Just ask Great Britain. All it has had to show for using the United States as a role model over the past decade is a lousy war and a ruined economy.
A good part of Tony Blair and Gordon Brown’s project to fashion “New Labour” was to align even more intensely their country with its former colony across the pond. One facet of this was Blair’s decision to join in George W. Bush’s illegal invasion of Iraq.

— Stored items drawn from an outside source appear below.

//! Scripted transport for driving the engine without a live service.
//!
//! [`ScriptedConnector`] hands the engine channel-backed connection halves
//! and surfaces each accepted connection to the test as a [`TestConn`],
//! which reads the frames the client wrote and pushes inbound frames or
//! read failures.

// not every test binary uses every helper
#![allow(dead_code)]

use std::sync::Arc;
use std::sync::atomic::{AtomicBool, AtomicUsize, Ordering};

use async_trait::async_trait;
use imagewire::errors::Error;
use imagewire::transport::{Connector, FrameSink, FrameStream, Inbound, ReadError};
use imagewire::{Client, Config};
use serde_json::{Value, json};
use tokio::sync::mpsc;

/// One scripted connection, as seen from the service side.
pub struct TestConn {
    outbound: mpsc::UnboundedReceiver<String>,
    inbound: mpsc::UnboundedSender<Result<Inbound, ReadError>>,
    /// Liveness probes the client wrote.
    pub pings: mpsc::UnboundedReceiver<()>,
    /// Flip to make every subsequent write on this connection fail.
    pub fail_writes: Arc<AtomicBool>,
}

impl TestConn {
    /// Next frame the client wrote, parsed as JSON.
    pub async fn next_outbound(&mut self) -> Value {
        let text = tokio::time::timeout(std::time::Duration::from_secs(5), self.outbound.recv())
            .await
            .expect("timed out waiting for an outbound frame")
            .expect("client closed the write side");
        serde_json::from_str(&text).expect("client wrote invalid JSON")
    }

    /// Push one inbound JSON frame to the client.
    pub fn push_json(&self, value: Value) {
        let _ = self.inbound.send(Ok(Inbound::Text(value.to_string())));
    }

    /// Push one raw inbound text frame to the client.
    pub fn push_text(&self, text: &str) {
        let _ = self.inbound.send(Ok(Inbound::Text(text.to_string())));
    }

    /// Fail the client's read side with `err`.
    pub fn fail_read(&self, err: ReadError) {
        let _ = self.inbound.send(Err(err));
    }

    /// Answer a handshake: read the `newConnection` request, reply with
    /// `token`, and return the request payload for assertions.
    pub async fn accept_handshake(&mut self, token: &str) -> Value {
        let frame = self.next_outbound().await;
        let payload = frame["newConnection"].clone();
        assert!(!payload.is_null(), "expected a handshake, got {frame}");
        self.push_json(json!({
            "newConnectionSessionUUID": { "connectionSessionUUID": token }
        }));
        payload
    }
}

struct ScriptedSink {
    outbound: mpsc::UnboundedSender<String>,
    pings: mpsc::UnboundedSender<()>,
    fail_writes: Arc<AtomicBool>,
}

#[async_trait]
impl FrameSink for ScriptedSink {
    async fn send_text(&mut self, frame: String) -> Result<(), Error> {
        if self.fail_writes.load(Ordering::SeqCst) {
            return Err(Error::Write {
                reason: "scripted write failure".into(),
            });
        }
        self.outbound.send(frame).map_err(|_| Error::Write {
            reason: "test dropped the connection".into(),
        })
    }

    async fn send_ping(&mut self) -> Result<(), Error> {
        if self.fail_writes.load(Ordering::SeqCst) {
            return Err(Error::Write {
                reason: "scripted probe failure".into(),
            });
        }
        let _ = self.pings.send(());
        Ok(())
    }

    async fn close(&mut self) {}
}

struct ScriptedStream {
    inbound: mpsc::UnboundedReceiver<Result<Inbound, ReadError>>,
}

#[async_trait]
impl FrameStream for ScriptedStream {
    async fn next_message(&mut self) -> Result<Inbound, ReadError> {
        match self.inbound.recv().await {
            Some(item) => item,
            // the test dropped its handle without scripting a failure;
            // park instead of fabricating a disruption
            None => std::future::pending().await,
        }
    }
}

/// Connector that surfaces each accepted connection to the test.
pub struct ScriptedConnector {
    accepted: mpsc::UnboundedSender<TestConn>,
    fail_dials: AtomicUsize,
    dial_count: AtomicUsize,
}

impl ScriptedConnector {
    /// Fail the next `n` dials before accepting again.
    pub fn fail_next_dials(&self, n: usize) {
        self.fail_dials.store(n, Ordering::SeqCst);
    }

    /// Total dials attempted, successful or not.
    pub fn dials(&self) -> usize {
        self.dial_count.load(Ordering::SeqCst)
    }
}

#[async_trait]
impl Connector for ScriptedConnector {
    async fn connect(
        &self,
        addr: &str,
    ) -> Result<(Box<dyn FrameSink>, Box<dyn FrameStream>), Error> {
        let _ = self.dial_count.fetch_add(1, Ordering::SeqCst);
        if self.fail_dials.load(Ordering::SeqCst) > 0 {
            let _ = self.fail_dials.fetch_sub(1, Ordering::SeqCst);
            return Err(Error::Dial {
                addr: addr.to_string(),
                reason: "scripted dial failure".into(),
            });
        }

        let (out_tx, out_rx) = mpsc::unbounded_channel();
        let (in_tx, in_rx) = mpsc::unbounded_channel();
        let (ping_tx, ping_rx) = mpsc::unbounded_channel();
        let fail_writes = Arc::new(AtomicBool::new(false));

        let _ = self.accepted.send(TestConn {
            outbound: out_rx,
            inbound: in_tx,
            pings: ping_rx,
            fail_writes: fail_writes.clone(),
        });

        Ok((
            Box::new(ScriptedSink {
                outbound: out_tx,
                pings: ping_tx,
                fail_writes,
            }),
            Box::new(ScriptedStream { inbound: in_rx }),
        ))
    }
}

/// A connector plus the stream of connections it accepts.
pub fn scripted_connector() -> (Arc<ScriptedConnector>, mpsc::UnboundedReceiver<TestConn>) {
    let (accepted_tx, accepted_rx) = mpsc::unbounded_channel();
    (
        Arc::new(ScriptedConnector {
            accepted: accepted_tx,
            fail_dials: AtomicUsize::new(0),
            dial_count: AtomicUsize::new(0),
        }),
        accepted_rx,
    )
}

/// Route engine logs through the test harness. `RUST_LOG=debug` shows the
/// router's skip/unknown diagnostics.
pub fn init_tracing() {
    let _ = tracing_subscriber::fmt()
        .with_env_filter(tracing_subscriber::EnvFilter::from_default_env())
        .with_test_writer()
        .try_init();
}

/// Config with test-friendly timings.
pub fn test_config() -> Config {
    Config {
        request_timeout: std::time::Duration::from_millis(300),
        poll_timeout: std::time::Duration::from_millis(400),
        ping_interval: std::time::Duration::from_millis(40),
        reconnect_backoff: std::time::Duration::from_millis(20),
        ..Config::new("test-api-key")
    }
}

/// Connect a client through a scripted connector, answering the startup
/// handshake with `token`.
pub async fn connect_client(
    config: Config,
    token: &str,
) -> (
    Client,
    TestConn,
    Arc<ScriptedConnector>,
    mpsc::UnboundedReceiver<TestConn>,
) {
    init_tracing();
    let (connector, mut accepted) = scripted_connector();
    let handle = tokio::spawn(Client::connect_with(config, connector.clone()));
    let mut conn = accepted.recv().await.expect("no connection accepted");
    let _ = conn.accept_handshake(token).await;
    let client = handle
        .await
        .expect("connect task panicked")
        .expect("connect failed");
    (client, conn, connector, accepted)
}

But it wasn’t the Iraq War that did the Labour Party in, since the British people, like their American counterparts, are keen to forget that fiasco. It was the mismanagement of the British economy. As chancellor of exchequer under Blair, Brown handed over the keys to the banks, mimicking the way U.S. Administrations let Wall Street take America to the cleaners. This was the Blair-Brown way.
“Brown bent over backwards to help big finance: he lobbied for it in Europe, gave it a euro test all of its own, and actively marketed Britain as the home of light-touch (even no-touch) regulation,” Larry Eliott writes in The Guardian. “Philosophically, New Labour accepted that the less the government interfered in the workings of the economy, the better.”
“Gordon Brown attempts to launch a political fight back today by declaring that he takes ‘full responsibility’ for his role in the banking failures that led to the global recession, and claims that the downturn marks the end of the era of laissez-faire government,” The Guardian reported.
But with the Conservative Party now in power, free-market dogma may come to the fore again. Incoming Prime Minister David Cameron is already seeking some space to implement rightwing policies by stressing the dire situation Brown left the country in.
“No government in modern times has ever been left with such a terrible economic inheritance,” Cameron claimed to reporters.
It’s a wonder what laissez-faire economics and a belligerent foreign policy can do to a country.
Amitabh Pal is the Managing Editor of The Progressive magazine.